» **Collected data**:
==*==

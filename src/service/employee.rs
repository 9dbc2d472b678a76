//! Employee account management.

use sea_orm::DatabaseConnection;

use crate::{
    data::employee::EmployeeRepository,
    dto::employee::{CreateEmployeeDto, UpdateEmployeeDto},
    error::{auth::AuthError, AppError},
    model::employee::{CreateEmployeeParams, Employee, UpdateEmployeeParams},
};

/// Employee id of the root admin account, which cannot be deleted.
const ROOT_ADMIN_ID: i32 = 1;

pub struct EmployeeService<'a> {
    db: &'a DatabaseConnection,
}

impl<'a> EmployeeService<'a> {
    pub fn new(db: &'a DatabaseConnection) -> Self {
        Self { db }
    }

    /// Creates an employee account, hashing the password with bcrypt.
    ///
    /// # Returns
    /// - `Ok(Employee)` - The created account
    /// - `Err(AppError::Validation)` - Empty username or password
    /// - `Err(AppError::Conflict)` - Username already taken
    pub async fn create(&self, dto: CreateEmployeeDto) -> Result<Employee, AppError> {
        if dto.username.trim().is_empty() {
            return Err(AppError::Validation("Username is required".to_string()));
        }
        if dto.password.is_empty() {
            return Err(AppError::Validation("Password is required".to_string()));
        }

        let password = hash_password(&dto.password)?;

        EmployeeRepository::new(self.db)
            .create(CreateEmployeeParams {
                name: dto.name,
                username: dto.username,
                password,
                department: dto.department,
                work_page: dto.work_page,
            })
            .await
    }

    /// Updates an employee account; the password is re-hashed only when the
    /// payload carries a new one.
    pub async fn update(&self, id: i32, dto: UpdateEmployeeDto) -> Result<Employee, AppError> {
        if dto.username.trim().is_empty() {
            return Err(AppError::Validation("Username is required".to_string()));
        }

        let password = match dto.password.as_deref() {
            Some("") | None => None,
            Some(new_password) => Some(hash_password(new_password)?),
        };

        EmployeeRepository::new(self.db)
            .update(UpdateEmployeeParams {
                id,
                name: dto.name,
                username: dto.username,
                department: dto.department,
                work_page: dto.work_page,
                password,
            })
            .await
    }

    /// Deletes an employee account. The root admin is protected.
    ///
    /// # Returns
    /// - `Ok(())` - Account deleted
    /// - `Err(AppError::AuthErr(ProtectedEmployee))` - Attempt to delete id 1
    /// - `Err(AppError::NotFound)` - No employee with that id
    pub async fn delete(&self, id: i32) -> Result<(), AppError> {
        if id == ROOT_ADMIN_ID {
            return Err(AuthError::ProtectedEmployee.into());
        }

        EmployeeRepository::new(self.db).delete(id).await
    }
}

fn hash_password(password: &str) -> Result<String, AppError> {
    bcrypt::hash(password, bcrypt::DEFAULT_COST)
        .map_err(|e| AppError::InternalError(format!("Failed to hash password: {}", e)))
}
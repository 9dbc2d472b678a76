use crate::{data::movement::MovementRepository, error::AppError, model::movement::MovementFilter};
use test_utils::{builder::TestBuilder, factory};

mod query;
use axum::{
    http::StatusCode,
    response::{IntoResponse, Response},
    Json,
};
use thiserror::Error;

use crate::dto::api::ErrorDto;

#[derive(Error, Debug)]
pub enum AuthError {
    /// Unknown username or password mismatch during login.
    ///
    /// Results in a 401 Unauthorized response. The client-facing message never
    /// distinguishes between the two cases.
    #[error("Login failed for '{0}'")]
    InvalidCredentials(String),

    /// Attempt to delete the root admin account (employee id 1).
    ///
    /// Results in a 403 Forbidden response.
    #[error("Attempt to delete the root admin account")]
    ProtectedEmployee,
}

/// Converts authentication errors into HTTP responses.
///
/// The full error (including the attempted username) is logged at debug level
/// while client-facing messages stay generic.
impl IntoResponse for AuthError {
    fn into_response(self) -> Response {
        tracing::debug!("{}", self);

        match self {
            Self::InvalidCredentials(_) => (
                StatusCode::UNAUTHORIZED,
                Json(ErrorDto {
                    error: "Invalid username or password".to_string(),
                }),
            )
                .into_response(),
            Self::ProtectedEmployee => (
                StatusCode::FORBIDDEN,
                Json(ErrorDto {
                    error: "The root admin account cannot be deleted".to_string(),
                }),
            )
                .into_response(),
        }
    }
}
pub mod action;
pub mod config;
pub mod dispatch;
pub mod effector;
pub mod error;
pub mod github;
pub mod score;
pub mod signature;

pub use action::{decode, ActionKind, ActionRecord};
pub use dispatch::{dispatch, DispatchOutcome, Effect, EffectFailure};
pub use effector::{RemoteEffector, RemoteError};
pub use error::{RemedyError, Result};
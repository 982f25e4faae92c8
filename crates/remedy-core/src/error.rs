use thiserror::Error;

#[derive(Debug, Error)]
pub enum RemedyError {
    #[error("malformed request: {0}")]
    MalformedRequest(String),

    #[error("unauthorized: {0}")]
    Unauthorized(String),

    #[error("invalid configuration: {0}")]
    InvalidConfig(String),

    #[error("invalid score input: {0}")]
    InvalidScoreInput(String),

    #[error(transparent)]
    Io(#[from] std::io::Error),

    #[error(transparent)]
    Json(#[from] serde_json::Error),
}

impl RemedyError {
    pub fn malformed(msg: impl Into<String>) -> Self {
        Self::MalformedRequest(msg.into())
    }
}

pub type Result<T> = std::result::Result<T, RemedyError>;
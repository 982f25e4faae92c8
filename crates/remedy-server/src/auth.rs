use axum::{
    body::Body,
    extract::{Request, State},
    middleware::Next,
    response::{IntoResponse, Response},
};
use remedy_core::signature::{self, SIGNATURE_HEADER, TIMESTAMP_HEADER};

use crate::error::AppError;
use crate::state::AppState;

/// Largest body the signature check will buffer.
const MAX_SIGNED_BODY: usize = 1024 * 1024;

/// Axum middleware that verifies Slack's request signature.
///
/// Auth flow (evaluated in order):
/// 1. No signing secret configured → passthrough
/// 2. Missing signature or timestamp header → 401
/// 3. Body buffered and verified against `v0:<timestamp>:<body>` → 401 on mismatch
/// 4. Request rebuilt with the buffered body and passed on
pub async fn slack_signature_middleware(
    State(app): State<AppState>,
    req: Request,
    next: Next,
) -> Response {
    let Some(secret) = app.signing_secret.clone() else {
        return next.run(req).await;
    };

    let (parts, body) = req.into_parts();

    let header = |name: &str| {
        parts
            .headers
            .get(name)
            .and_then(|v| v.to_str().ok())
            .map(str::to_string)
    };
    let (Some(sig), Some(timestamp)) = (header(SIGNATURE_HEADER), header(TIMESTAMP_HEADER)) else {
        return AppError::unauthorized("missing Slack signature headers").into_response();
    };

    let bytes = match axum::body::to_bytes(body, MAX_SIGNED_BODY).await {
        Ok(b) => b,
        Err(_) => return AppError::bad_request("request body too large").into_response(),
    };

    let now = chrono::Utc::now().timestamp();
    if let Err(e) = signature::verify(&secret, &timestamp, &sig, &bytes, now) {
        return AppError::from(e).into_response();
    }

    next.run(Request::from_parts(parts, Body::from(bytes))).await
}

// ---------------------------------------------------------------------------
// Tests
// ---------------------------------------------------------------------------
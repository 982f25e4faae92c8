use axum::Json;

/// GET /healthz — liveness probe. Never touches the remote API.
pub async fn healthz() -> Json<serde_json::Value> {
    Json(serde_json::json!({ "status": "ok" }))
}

==*==

Pick every line of the data that includes the string "buffered".

» **RESPONSE**:
/// 3. Body buffered and verified against `v0:<timestamp>:<body>` → 401 on mismatch
/// 4. Request rebuilt with the buffered body and passed on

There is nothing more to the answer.